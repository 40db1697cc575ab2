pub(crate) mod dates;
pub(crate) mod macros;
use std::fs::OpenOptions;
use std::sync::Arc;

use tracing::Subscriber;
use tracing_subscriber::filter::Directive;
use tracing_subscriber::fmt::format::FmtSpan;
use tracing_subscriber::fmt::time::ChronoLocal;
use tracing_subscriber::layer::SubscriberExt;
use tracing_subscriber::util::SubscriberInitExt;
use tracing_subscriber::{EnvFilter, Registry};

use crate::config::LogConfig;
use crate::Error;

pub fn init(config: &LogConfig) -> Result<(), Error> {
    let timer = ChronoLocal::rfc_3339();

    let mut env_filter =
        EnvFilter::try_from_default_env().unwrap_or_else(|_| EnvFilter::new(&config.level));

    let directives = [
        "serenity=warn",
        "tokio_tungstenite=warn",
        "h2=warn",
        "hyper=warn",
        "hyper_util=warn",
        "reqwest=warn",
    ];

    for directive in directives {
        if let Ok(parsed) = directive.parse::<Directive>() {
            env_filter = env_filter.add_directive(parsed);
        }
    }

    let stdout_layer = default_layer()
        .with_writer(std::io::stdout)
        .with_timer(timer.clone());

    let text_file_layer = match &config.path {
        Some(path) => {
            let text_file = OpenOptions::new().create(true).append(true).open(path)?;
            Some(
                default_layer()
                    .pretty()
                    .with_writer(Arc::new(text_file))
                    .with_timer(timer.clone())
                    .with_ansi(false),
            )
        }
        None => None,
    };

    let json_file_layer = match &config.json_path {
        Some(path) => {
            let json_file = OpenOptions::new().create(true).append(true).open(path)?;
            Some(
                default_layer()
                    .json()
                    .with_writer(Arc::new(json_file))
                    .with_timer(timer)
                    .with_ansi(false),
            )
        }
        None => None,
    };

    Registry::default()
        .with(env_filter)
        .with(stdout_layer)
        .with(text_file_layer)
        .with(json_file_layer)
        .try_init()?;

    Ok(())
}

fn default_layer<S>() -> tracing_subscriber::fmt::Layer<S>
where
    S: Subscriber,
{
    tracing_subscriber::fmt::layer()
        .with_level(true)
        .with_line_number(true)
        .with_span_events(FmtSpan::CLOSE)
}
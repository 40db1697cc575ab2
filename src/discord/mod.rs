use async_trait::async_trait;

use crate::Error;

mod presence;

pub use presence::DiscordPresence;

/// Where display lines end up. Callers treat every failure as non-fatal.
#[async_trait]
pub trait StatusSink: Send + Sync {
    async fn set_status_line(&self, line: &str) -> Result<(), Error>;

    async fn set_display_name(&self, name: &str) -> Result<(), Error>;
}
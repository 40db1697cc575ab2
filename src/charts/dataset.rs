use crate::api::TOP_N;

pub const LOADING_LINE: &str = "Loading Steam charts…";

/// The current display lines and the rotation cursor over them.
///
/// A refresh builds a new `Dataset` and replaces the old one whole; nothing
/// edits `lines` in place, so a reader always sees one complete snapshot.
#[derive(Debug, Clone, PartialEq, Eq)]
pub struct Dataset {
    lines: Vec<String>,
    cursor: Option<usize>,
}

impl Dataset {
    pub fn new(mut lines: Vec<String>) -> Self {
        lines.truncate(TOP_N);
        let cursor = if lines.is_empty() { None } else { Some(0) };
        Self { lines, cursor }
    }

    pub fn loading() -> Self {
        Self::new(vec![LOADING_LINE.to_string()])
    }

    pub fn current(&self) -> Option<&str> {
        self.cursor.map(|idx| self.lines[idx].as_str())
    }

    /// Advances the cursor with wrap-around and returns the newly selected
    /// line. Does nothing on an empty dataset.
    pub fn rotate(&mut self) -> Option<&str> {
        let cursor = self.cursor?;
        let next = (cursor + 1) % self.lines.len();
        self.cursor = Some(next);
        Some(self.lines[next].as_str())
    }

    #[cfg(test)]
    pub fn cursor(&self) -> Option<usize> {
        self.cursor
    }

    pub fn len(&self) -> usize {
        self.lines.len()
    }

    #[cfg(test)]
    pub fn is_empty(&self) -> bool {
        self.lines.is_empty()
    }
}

******************************

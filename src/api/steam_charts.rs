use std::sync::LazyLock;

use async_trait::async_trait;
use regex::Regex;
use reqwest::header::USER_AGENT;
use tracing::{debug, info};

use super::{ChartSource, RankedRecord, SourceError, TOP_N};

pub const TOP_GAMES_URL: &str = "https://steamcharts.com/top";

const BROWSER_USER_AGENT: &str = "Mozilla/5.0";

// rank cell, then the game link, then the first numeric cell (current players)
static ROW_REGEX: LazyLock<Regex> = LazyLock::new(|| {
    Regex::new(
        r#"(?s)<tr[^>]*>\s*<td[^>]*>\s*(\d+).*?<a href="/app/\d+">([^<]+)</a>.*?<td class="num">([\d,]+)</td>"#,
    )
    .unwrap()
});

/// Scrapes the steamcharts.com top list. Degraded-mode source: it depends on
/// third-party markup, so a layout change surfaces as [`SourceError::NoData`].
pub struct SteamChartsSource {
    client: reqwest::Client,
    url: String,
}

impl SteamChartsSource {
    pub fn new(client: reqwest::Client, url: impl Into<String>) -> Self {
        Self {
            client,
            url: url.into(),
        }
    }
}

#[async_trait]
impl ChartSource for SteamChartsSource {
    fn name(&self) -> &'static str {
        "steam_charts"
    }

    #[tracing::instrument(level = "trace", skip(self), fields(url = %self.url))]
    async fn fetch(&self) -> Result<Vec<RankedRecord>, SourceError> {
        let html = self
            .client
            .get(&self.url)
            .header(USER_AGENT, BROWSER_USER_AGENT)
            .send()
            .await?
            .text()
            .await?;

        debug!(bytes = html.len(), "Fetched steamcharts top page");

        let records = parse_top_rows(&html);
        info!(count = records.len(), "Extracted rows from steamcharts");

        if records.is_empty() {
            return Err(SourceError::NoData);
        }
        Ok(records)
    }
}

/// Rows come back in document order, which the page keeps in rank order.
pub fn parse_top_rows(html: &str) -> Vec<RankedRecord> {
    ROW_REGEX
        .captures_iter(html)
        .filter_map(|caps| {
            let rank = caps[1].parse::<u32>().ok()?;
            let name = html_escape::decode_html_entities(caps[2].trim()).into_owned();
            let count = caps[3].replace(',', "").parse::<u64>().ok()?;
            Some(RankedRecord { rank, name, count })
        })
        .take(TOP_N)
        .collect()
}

******************************

**What to do:** Gather up the lines containing the word "timer" from these records and copy them.

**Your response:**
    let timer = ChronoLocal::rfc_3339();
        .with_timer(timer.clone());
                    .with_timer(timer.clone())
                    .with_timer(timer)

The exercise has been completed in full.